Work item ::
Determine how many lines in the records that follow hold the string "bytes". Only that number should be returned.

Available data ::

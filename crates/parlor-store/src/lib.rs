//! # parlor-store
//!
//! Entry persistence for parlor. Provides a trait-based interface with
//! SQLite and in-memory implementations.
//!
//! ## Key Types
//!
//! - [`EntryStore`] - The async trait for all storage operations
//! - [`SqliteStore`] - SQLite-based persistent storage
//! - [`MemoryStore`] - In-memory storage for tests
//! - [`InsertResult`] - Result of inserting an entry
//!
//! ## Usage
//!
//! ```rust,no_run
//! use parlor_store::{EntryStore, SqliteStore};
//! use parlor_core::{LogAddress, LogKind};
//!
//! async fn example() -> parlor_store::Result<()> {
//!     let store = SqliteStore::open("parlor.db")?;
//!     let general = LogAddress::derive(LogKind::Channel, "general");
//!     store.register_log(&general, LogKind::Channel, "general").await?;
//!     let entries = store.entries_for_log(&general).await?;
//!     println!("{} entries", entries.len());
//!     Ok(())
//! }
//! ```

pub mod error;
pub mod memory;
pub mod migration;
pub mod sqlite;
pub mod traits;

pub use error::{Result, StoreError};
pub use memory::MemoryStore;
pub use sqlite::SqliteStore;
pub use traits::{EntryStore, InsertResult, LogRecord};
//! # parlor-testkit
//!
//! Testing utilities for parlor.
//!
//! ## Overview
//!
//! This crate provides:
//!
//! - **Fixtures**: deterministic identities, chat messages, channel metadata
//! - **Networks**: several replicas sharing one in-memory replication hub
//! - **Generators**: proptest strategies for messages and entries
//!
//! ## Test Networks
//!
//! ```rust
//! use parlor_replica::Backend;
//! use parlor_testkit::fixtures::TestNetwork;
//!
//! let network = TestNetwork::new();
//! let alice = network.peer(1);
//! let bob = network.peer(2);
//! assert_ne!(alice.peer_id(), bob.peer_id());
//! ```
//!
//! ## Property Testing
//!
//! ```rust,ignore
//! use proptest::prelude::*;
//! use parlor_testkit::generators::message_entry;
//!
//! proptest! {
//!     #[test]
//!     fn message_survives_payload_encoding(msg in message_entry()) {
//!         let bytes = parlor_core::encode_payload(&msg).unwrap();
//!         prop_assert_eq!(parlor_core::decode_payload::<parlor_core::MessageEntry>(&bytes).unwrap(), msg);
//!     }
//! }
//! ```

pub mod fixtures;
pub mod generators;

pub use fixtures::{channel_info, identity, keyed_channel_info, message, TestNetwork};
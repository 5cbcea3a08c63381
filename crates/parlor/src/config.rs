//! Store configuration.

use std::path::{Path, PathBuf};

use parlor_core::PeerId;
use parlor_replica::ReplicaConfig;

/// Configuration for a [`crate::ChatStore`] opened on disk.
#[derive(Debug, Clone)]
pub struct ParlorConfig {
    /// Root directory. Each peer gets its own subdirectory.
    pub data_dir: PathBuf,
    /// Log and registry tuning.
    pub replica: ReplicaConfig,
    /// Channels to create on open, if any.
    pub seed_manifest: Option<PathBuf>,
}

impl ParlorConfig {
    pub fn new(data_dir: impl Into<PathBuf>) -> Self {
        Self {
            data_dir: data_dir.into(),
            replica: ReplicaConfig::default(),
            seed_manifest: None,
        }
    }

    /// `<data_dir>/<peer-id-hex>`
    pub fn peer_dir(&self, peer: &PeerId) -> PathBuf {
        self.data_dir.join(peer.to_hex())
    }

    /// `<data_dir>/<peer-id-hex>/parlor.db`
    pub fn database_path(&self, peer: &PeerId) -> PathBuf {
        self.peer_dir(peer).join("parlor.db")
    }
}

impl Default for ParlorConfig {
    fn default() -> Self {
        Self::new(Path::new("parlor-data"))
    }
}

Your solution ::
2